Collected data entries |
==*==

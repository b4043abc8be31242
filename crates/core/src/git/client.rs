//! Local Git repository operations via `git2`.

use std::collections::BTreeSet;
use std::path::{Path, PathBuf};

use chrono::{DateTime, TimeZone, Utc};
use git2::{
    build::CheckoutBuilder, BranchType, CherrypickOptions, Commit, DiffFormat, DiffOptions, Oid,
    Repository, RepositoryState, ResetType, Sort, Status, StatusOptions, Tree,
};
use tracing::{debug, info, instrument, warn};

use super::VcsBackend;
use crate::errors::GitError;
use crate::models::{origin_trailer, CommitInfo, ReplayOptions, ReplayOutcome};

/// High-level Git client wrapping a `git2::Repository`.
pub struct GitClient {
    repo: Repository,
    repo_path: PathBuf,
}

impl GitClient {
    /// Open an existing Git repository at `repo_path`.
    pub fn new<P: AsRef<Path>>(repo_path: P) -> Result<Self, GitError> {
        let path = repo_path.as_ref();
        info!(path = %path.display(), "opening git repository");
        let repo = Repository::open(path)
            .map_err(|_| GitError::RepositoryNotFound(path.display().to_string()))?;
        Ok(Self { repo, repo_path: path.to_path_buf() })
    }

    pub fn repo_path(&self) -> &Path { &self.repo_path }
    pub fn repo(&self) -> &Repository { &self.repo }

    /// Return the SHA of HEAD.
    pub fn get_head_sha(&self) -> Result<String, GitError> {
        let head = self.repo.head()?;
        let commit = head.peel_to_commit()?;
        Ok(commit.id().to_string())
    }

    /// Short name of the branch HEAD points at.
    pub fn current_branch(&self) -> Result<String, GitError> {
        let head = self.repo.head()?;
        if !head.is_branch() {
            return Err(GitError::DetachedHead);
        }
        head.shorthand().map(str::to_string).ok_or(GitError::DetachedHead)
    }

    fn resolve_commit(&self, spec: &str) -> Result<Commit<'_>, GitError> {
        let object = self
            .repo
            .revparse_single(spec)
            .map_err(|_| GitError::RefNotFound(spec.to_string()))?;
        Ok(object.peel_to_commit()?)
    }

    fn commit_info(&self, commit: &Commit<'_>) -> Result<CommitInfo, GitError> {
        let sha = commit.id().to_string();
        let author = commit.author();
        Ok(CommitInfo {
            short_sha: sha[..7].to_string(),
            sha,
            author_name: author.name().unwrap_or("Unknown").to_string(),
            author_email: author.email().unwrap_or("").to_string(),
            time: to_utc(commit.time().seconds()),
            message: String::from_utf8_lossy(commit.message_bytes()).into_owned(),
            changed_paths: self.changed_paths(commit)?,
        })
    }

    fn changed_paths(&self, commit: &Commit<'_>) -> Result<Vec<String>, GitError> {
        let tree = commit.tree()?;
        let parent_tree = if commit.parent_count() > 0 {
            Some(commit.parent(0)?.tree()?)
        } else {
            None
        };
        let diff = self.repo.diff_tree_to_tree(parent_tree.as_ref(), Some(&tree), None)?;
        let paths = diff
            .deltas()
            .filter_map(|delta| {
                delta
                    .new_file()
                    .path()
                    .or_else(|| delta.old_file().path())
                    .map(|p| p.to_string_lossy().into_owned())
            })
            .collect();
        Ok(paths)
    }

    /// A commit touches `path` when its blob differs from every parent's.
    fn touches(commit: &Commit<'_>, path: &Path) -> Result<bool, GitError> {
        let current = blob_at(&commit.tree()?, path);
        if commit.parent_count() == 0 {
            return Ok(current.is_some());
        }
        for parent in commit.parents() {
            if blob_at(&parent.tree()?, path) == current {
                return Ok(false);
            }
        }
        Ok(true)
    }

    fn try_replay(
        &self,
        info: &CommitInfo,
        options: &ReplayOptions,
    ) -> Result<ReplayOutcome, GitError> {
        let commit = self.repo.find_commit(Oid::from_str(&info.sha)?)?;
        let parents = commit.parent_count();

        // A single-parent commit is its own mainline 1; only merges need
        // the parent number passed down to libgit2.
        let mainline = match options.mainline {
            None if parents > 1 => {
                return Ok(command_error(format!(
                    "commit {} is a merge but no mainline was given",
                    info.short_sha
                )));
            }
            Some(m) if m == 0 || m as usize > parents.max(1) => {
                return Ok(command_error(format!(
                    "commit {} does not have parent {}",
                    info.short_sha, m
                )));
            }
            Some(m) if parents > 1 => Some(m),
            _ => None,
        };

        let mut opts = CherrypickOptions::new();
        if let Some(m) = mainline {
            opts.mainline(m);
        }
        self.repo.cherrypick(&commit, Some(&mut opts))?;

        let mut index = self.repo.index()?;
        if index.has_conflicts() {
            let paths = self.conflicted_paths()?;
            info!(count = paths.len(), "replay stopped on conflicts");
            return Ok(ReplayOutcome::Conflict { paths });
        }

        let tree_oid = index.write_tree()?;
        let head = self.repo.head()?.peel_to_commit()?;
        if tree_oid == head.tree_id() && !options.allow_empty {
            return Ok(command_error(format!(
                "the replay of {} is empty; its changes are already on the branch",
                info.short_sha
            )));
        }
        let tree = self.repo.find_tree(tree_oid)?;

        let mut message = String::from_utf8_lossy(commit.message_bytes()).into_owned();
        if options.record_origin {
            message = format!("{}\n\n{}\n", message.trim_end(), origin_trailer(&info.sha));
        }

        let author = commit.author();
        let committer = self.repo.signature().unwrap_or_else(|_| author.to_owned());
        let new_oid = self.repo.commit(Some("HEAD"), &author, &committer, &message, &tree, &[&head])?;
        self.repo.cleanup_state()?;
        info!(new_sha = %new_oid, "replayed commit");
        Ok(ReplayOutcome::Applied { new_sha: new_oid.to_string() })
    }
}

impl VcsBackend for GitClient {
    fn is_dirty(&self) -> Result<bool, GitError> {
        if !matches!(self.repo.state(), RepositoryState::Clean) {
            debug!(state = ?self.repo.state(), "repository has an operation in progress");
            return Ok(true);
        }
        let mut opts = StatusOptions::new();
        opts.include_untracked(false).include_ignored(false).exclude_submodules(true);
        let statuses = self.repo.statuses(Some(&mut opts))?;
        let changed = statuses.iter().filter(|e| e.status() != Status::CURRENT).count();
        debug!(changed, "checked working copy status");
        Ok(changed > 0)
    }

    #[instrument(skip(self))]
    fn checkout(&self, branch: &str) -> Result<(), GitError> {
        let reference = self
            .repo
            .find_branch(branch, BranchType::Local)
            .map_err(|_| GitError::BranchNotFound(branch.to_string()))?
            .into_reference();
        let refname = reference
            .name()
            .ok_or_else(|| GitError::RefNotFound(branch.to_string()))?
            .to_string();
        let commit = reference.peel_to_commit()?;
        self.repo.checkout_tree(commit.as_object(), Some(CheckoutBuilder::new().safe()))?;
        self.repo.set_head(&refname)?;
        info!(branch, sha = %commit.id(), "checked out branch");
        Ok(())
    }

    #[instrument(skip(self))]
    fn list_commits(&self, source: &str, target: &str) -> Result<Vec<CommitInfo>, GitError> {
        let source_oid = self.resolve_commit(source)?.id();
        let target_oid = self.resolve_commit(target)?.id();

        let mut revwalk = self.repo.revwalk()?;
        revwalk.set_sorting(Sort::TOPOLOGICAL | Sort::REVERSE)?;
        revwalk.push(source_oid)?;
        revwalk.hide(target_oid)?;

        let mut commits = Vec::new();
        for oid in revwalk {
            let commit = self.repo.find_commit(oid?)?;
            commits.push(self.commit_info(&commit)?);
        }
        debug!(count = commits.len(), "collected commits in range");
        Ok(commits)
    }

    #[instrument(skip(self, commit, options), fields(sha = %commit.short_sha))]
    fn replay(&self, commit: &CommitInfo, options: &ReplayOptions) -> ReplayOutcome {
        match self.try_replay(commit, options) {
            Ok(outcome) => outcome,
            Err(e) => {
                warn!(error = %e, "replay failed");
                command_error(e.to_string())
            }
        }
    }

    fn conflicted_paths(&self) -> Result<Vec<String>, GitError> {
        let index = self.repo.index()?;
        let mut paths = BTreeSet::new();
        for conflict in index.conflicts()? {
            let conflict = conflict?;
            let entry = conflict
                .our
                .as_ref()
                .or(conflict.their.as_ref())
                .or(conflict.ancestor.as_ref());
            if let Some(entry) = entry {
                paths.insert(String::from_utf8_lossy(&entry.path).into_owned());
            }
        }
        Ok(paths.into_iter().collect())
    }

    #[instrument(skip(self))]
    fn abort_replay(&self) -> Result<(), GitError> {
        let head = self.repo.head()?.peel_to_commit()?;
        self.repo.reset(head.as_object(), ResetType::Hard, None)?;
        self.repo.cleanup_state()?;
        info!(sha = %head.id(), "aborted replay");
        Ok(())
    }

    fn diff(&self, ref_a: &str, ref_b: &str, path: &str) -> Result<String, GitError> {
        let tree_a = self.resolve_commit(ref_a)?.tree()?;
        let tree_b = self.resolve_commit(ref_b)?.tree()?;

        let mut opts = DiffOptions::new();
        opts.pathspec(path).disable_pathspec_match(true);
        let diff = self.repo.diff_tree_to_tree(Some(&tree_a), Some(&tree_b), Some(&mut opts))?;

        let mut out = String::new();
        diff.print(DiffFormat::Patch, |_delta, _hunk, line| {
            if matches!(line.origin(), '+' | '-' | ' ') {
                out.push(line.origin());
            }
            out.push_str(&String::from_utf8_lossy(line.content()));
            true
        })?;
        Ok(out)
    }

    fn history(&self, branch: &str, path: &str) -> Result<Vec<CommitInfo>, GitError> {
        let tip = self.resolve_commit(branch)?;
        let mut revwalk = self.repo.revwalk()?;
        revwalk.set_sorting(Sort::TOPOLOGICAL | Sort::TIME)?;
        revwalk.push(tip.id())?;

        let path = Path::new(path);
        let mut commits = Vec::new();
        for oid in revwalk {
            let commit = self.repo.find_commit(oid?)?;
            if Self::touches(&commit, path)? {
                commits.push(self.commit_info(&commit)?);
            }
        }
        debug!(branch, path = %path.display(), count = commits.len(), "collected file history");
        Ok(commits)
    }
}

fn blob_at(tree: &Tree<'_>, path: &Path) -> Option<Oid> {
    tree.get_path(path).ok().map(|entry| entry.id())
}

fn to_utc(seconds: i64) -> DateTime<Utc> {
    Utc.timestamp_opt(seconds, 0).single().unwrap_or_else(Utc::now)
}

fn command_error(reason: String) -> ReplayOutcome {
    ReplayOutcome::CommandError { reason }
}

==*==

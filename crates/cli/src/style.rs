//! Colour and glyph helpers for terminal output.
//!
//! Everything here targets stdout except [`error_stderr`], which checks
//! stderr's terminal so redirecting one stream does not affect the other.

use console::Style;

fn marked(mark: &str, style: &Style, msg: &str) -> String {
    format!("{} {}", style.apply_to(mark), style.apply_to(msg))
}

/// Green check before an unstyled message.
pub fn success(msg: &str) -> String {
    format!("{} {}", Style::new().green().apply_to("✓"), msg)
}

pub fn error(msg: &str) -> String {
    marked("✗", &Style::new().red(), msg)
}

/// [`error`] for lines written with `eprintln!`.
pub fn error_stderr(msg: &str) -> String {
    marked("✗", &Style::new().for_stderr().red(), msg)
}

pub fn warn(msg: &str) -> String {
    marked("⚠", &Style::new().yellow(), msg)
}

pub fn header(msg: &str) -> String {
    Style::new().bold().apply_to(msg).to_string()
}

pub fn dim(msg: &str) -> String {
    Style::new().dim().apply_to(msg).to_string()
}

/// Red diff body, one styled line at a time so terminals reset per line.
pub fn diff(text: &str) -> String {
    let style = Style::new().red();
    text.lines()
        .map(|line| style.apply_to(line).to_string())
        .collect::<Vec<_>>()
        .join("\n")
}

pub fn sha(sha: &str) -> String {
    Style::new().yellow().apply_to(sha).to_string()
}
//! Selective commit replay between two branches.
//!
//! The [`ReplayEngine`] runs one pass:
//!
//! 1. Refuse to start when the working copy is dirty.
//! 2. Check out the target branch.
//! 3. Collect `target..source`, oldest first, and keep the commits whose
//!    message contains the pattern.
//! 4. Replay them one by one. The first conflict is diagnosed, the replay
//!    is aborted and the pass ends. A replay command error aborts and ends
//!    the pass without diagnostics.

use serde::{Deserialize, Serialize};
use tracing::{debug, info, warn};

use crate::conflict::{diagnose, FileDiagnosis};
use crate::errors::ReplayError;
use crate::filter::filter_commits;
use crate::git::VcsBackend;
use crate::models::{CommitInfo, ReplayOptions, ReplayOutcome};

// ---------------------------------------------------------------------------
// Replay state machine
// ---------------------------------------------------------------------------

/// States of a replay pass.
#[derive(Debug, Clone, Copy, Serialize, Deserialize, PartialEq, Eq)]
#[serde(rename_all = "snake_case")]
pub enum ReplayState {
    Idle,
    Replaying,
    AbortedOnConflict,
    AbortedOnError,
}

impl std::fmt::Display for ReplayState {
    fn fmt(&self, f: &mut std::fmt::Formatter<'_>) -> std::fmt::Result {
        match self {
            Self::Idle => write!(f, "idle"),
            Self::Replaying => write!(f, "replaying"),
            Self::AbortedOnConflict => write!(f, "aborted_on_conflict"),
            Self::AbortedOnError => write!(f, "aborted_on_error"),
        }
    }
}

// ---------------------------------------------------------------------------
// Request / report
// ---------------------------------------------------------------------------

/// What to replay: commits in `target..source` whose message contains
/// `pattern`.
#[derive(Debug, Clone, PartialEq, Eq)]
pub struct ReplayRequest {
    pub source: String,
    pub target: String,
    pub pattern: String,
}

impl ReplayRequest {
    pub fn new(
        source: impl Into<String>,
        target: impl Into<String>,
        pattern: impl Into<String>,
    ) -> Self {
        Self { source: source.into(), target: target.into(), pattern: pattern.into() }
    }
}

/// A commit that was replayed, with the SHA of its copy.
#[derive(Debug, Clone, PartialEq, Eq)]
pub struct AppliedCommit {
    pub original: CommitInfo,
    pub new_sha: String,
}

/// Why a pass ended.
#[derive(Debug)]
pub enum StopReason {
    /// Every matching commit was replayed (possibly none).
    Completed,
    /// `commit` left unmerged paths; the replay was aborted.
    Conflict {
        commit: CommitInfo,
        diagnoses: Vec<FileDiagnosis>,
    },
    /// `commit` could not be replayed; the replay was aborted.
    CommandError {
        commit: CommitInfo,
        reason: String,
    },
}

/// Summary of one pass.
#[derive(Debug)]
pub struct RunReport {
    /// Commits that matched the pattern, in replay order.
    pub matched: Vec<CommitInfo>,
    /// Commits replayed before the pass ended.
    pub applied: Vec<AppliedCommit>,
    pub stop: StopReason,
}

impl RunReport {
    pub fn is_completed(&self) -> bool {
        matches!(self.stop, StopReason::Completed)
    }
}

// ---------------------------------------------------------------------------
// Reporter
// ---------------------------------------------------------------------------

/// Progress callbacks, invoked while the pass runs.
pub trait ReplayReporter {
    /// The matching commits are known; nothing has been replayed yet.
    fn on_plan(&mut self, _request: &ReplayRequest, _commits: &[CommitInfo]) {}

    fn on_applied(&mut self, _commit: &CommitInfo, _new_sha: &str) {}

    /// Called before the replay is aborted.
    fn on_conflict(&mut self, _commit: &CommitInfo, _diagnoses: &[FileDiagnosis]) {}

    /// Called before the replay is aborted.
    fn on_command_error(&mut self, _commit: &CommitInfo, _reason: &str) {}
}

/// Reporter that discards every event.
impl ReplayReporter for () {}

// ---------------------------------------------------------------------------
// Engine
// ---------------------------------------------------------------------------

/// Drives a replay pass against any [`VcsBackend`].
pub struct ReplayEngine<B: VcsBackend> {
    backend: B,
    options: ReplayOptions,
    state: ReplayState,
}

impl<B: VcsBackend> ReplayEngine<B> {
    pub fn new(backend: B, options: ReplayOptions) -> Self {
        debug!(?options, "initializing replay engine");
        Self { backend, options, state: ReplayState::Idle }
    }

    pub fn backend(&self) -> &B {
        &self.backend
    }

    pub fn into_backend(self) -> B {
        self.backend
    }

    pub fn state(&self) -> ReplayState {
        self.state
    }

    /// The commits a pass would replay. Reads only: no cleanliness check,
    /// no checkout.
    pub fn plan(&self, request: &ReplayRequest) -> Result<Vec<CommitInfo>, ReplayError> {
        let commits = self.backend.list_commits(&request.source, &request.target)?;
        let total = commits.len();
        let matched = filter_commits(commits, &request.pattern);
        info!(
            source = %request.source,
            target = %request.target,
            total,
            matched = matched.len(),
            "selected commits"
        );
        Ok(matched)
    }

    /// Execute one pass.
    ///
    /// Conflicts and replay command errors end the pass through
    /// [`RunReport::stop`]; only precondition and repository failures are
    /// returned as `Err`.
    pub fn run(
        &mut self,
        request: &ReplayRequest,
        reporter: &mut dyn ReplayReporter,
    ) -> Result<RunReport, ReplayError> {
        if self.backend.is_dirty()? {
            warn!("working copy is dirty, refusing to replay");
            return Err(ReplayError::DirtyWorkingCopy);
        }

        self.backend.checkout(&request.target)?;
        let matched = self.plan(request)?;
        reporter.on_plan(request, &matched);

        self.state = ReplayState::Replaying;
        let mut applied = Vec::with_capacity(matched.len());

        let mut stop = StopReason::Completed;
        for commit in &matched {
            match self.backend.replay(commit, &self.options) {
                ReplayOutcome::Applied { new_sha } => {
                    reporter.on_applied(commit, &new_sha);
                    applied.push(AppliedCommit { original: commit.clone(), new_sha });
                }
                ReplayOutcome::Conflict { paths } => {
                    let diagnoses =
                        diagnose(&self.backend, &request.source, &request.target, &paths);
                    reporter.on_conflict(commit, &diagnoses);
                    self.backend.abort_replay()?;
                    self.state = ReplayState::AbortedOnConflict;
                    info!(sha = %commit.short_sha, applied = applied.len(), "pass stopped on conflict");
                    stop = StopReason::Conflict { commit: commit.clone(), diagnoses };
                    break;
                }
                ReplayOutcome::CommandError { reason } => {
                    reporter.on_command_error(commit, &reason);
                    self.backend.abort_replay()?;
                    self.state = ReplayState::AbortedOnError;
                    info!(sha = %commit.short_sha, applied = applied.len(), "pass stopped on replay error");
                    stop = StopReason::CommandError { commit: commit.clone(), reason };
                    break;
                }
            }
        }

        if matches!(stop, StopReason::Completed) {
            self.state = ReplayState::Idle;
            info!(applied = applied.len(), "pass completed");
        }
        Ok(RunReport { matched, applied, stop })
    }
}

==*==

AIM OF THE TASK | For each line above that contains "CommandError", make a copy.

OUTPUT FOR THIS EXERCISE |
    ReplayOutcome::CommandError { reason }
    CommandError {
                ReplayOutcome::CommandError { reason } => {
                    stop = StopReason::CommandError { commit: commit.clone(), reason };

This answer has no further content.